Payungnya sudah rusak, dan ia tahu, jika ia memaksa pulang sekarang, anak-anaknya bisa sakit.
Reza menyadari keraguannya. Ia berjalan ke arah pintu, lalu menutupnya kembali.
“Tunggu di sini dulu sampai hujan reda,” ucapnya.
Sekar menggigit bibirnya.
Di dalam toko yang tertutup, hanya ada mereka berdua.
Sekar tahu, tetap di sini bukan pilihan yang lebih baik.
Tapi apa lagi yang bisa ia lakukan?
Di luar, hujan masih mengguyur deras. Dingin merayap ke kulitnya yang basah, tapi anehnya, dingin itu bukan lagi hal yang paling membuatnya tidak nyaman.
Perasaan aneh mulai menggerogoti dirinya.
Perasaan tidak nyaman ketika Reza menatapnya tanpa sungkan.
Tatapan yang terlalu lama. Terlalu intens.
Sekar menelan ludah. Ada sesuatu yang salah di sini.
Suara hujan menghantam atap toko, menciptakan gema yang memenuhi kesunyian di antara mereka.
Namun, di tengah suara deras itu, Sekar masih bisa mendengar sesuatu.
Napas Reza yang terdengar lebih berat dari seharusnya.

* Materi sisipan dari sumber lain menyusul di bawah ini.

//! Static configuration loaded at startup.
//!
//! Settings come from an optional `config.{toml,yaml,json}` file in the working
//! directory, overridden by `SYLLABUS__`-prefixed environment variables
//! (e.g. `SYLLABUS__SERVER__PORT=9090`).

// Leading :: keeps the config crate distinct from this module's own path
use ::config::{Config, Environment, File};
use serde::Deserialize;
use std::path::PathBuf;
use std::time::Duration;

use crate::error::{ServiceError, ServiceResult};

/// Static configuration that cannot be changed at runtime
#[derive(Debug, Clone, Deserialize)]
pub struct StaticConfig {
    #[serde(default = "default_server")]
    pub server: ServerConfig,

    #[serde(default = "default_storage")]
    pub storage: StorageConfig,

    #[serde(default = "default_extractor")]
    pub extractor: ExtractorConfig,
}

/// HTTP server configuration
#[derive(Debug, Clone, Deserialize)]
pub struct ServerConfig {
    #[serde(default = "default_host")]
    pub host: String,

    #[serde(default = "default_port")]
    pub port: u16,
}

/// Storage configuration
#[derive(Debug, Clone, Deserialize)]
pub struct StorageConfig {
    /// Directory holding the SQLite database and the upload staging area.
    #[serde(default = "default_data_dir")]
    pub data_dir: PathBuf,
}

/// External extraction script configuration
#[derive(Debug, Clone, Deserialize)]
pub struct ExtractorConfig {
    /// Interpreter the extraction script runs under.
    #[serde(default = "default_interpreter")]
    pub interpreter: String,

    /// Path to the extraction script.
    #[serde(default = "default_script")]
    pub script: PathBuf,

    /// Maximum wall-clock runtime for one extraction, in seconds.
    /// Unset means no limit; extraction jobs can legitimately run for minutes.
    #[serde(default)]
    pub max_runtime_secs: Option<u64>,
}

impl StorageConfig {
    /// Staging directory for uploaded files awaiting extraction.
    pub fn staging_dir(&self) -> PathBuf {
        self.data_dir.join("uploads")
    }

    /// Path of the SQLite database the extraction script writes into.
    pub fn db_path(&self) -> PathBuf {
        self.data_dir.join("syllabus_master.db")
    }
}

impl ExtractorConfig {
    pub fn max_runtime(&self) -> Option<Duration> {
        self.max_runtime_secs.map(Duration::from_secs)
    }
}

/// Load configuration from file and env vars
pub fn load_config() -> ServiceResult<StaticConfig> {
    Config::builder()
        .add_source(File::with_name("config").required(false))
        .add_source(
            Environment::with_prefix("SYLLABUS")
                .separator("__")
                .try_parsing(true),
        )
        .build()
        .map_err(|e| ServiceError::Config {
            message: format!("Failed to build config: {}", e),
        })?
        .try_deserialize()
        .map_err(|e| ServiceError::Config {
            message: format!("Failed to deserialize config: {}", e),
        })
}

// ==================== Default Value Functions ====================

pub(crate) fn default_server() -> ServerConfig {
    ServerConfig {
        host: default_host(),
        port: default_port(),
    }
}

pub(crate) fn default_host() -> String {
    "0.0.0.0".to_string()
}

pub(crate) fn default_port() -> u16 {
    8080
}

pub(crate) fn default_storage() -> StorageConfig {
    StorageConfig {
        data_dir: default_data_dir(),
    }
}

pub(crate) fn default_data_dir() -> PathBuf {
    PathBuf::from("./data")
}

pub(crate) fn default_extractor() -> ExtractorConfig {
    ExtractorConfig {
        interpreter: default_interpreter(),
        script: default_script(),
        max_runtime_secs: None,
    }
}

pub(crate) fn default_interpreter() -> String {
    "python3".to_string()
}

pub(crate) fn default_script() -> PathBuf {
    PathBuf::from("./syllabus-scrapper.py")
}

#[cfg(test)]
mod tests {
    use super::*;

    #[test]
    fn defaults_are_sane() {
        let config = default_server();
        assert_eq!(config.host, "0.0.0.0");
        assert_eq!(config.port, 8080);

        let storage = default_storage();
        assert_eq!(storage.staging_dir(), PathBuf::from("./data/uploads"));
        assert_eq!(
            storage.db_path(),
            PathBuf::from("./data/syllabus_master.db")
        );

        let extractor = default_extractor();
        assert_eq!(extractor.interpreter, "python3");
        assert!(extractor.max_runtime().is_none());
    }
}
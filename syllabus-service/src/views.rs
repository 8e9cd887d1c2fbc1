//! Staleness tracking for logical views.
//!
//! The extraction script writes into the database behind the application's
//! back, so renderers caching derived data cannot rely on write-path hooks.
//! Instead, each logical view path carries a generation counter; bumping it
//! tells consumers their cached state is stale.

use dashmap::DashMap;

pub const VIEW_DASHBOARD: &str = "/";
pub const VIEW_BROWSE: &str = "/browse";
pub const VIEW_MANAGE: &str = "/manage";

/// Generation counters keyed by logical view path
#[derive(Debug, Default)]
pub struct ViewCache {
    generations: DashMap<String, u64>,
}

impl ViewCache {
    pub fn new() -> Self {
        Self::default()
    }

    /// Current generation of a view; unknown views start at 0
    pub fn generation(&self, path: &str) -> u64 {
        self.generations.get(path).map(|g| *g).unwrap_or(0)
    }

    /// Mark the given views stale
    pub fn invalidate(&self, paths: &[&str]) {
        for path in paths {
            *self.generations.entry(path.to_string()).or_insert(0) += 1;
        }
    }
}
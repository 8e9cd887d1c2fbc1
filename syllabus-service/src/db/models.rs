//! Database model structs.
//!
//! Base records mirror the shared schema; the richer view types are shaped
//! for the dashboard, browse, and detail screens.

use serde::{Deserialize, Serialize};

/// University record
#[derive(Debug, Clone, Serialize, Deserialize)]
pub struct University {
    pub id: i64,
    pub name: String,
}

/// Author record
#[derive(Debug, Clone, Serialize, Deserialize)]
pub struct Author {
    pub id: i64,
    pub name: String,
}

/// One text in the browse listing, with its author and how many syllabus
/// entries reference it
#[derive(Debug, Clone, Serialize)]
pub struct TextSummary {
    pub id: i64,
    pub title: String,
    pub author: Option<Author>,
    pub syllabus_count: i64,
}

/// One page of browse results
#[derive(Debug, Clone, Serialize)]
pub struct BrowsePage {
    pub data: Vec<TextSummary>,
    pub total: i64,
    pub page: u32,
    pub page_size: u32,
}

/// A syllabus entry as seen from a text's detail view
#[derive(Debug, Clone, Serialize)]
pub struct SyllabusUsage {
    pub university: University,
    pub semester: Option<i64>,
    pub course_code: Option<String>,
    pub marks: Option<String>,
    pub credits: Option<i64>,
}

/// Full detail view for a text
#[derive(Debug, Clone, Serialize)]
pub struct TextDetails {
    pub id: i64,
    pub title: String,
    pub author: Option<Author>,
    pub syllabus_entries: Vec<SyllabusUsage>,
}

/// One of an author's texts, with the number of syllabus entries citing it
#[derive(Debug, Clone, Serialize)]
pub struct AuthorText {
    pub id: i64,
    pub title: String,
    pub university_count: i64,
}

/// Full detail view for an author
#[derive(Debug, Clone, Serialize)]
pub struct AuthorDetails {
    pub id: i64,
    pub name: String,
    pub texts: Vec<AuthorText>,
    /// Distinct universities prescribing any of this author's texts
    pub universities: Vec<University>,
    pub total_universities: usize,
}

/// A ranked dashboard item (top text or top author)
#[derive(Debug, Clone, Serialize)]
pub struct RankedItem {
    pub id: i64,
    pub name: String,
    pub count: i64,
}

/// Aggregates for the dashboard landing page
#[derive(Debug, Clone, Serialize)]
pub struct DashboardStats {
    pub university_count: i64,
    pub text_count: i64,
    pub author_count: i64,
    pub latest_universities: Vec<University>,
    pub top_texts: Vec<RankedItem>,
    pub top_authors: Vec<RankedItem>,
}
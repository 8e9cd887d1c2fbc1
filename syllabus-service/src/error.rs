use axum::{
    Json,
    http::StatusCode,
    response::{IntoResponse, Response},
};
use serde::Serialize;
use thiserror::Error;

/// Main service error type
#[derive(Error, Debug)]
pub enum ServiceError {
    #[error("Text not found: {text_id}")]
    TextNotFound { text_id: i64 },

    #[error("Author not found: {author_id}")]
    AuthorNotFound { author_id: i64 },

    #[error("University not found: {university_id}")]
    UniversityNotFound { university_id: i64 },

    #[error("Database error")]
    Database(#[from] DatabaseError),

    #[error("Failed to stage uploaded file")]
    Staging(#[source] std::io::Error),

    #[error("Invalid request: {message}")]
    InvalidRequest { message: String },

    #[error("Configuration error: {message}")]
    Config { message: String },

    #[error("Internal error: {message}")]
    Internal { message: String },
}

/// Database errors
#[derive(Error, Debug)]
pub enum DatabaseError {
    #[error("Database connection failed")]
    Connection(#[source] rusqlite::Error),

    #[error("Query failed")]
    Query(#[source] rusqlite::Error),

    #[error("Migration failed: {message}")]
    Migration { message: String },
}

/// API error response body
#[derive(Serialize)]
pub struct ErrorResponse {
    pub message: String,
    #[serde(skip_serializing_if = "Option::is_none")]
    pub code: Option<String>,
}

impl ServiceError {
    fn status_code(&self) -> StatusCode {
        match self {
            ServiceError::TextNotFound { .. }
            | ServiceError::AuthorNotFound { .. }
            | ServiceError::UniversityNotFound { .. } => StatusCode::NOT_FOUND,
            ServiceError::InvalidRequest { .. } => StatusCode::BAD_REQUEST,
            _ => StatusCode::INTERNAL_SERVER_ERROR,
        }
    }

    fn error_code(&self) -> &'static str {
        match self {
            ServiceError::TextNotFound { .. } => "text_not_found",
            ServiceError::AuthorNotFound { .. } => "author_not_found",
            ServiceError::UniversityNotFound { .. } => "university_not_found",
            ServiceError::Database(_) => "database_error",
            ServiceError::Staging(_) => "staging_error",
            ServiceError::InvalidRequest { .. } => "invalid_request",
            ServiceError::Config { .. } => "config_error",
            ServiceError::Internal { .. } => "internal_error",
        }
    }
}

impl IntoResponse for ServiceError {
    fn into_response(self) -> Response {
        let status = self.status_code();
        let code = self.error_code().to_string();

        let response = ErrorResponse {
            message: self.to_string(),
            code: Some(code),
        };

        (status, Json(response)).into_response()
    }
}

/// Result type alias for service operations
pub type ServiceResult<T> = Result<T, ServiceError>;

Sekar menegang. Perlahan, ia mengangkat wajahnya.
Tatapan mereka bertemu.
Mata pria itu terlalu tajam.
Terlalu dalam.
Dan yang lebih menakutkan lagi…
Tatapan itu bukan milik pria baik yang dikenal semua orang.
Bukan tatapan pria yang selalu tersenyum ramah, murah hati, dan penyayang.
Pria yang dipuja oleh ibu-ibu di lingkungan ini sebagai suami idaman.
Suami yang setia.
Suami yang bertanggung jawab.
Serta suami dari Aluna. Si selebgram terkenal itu.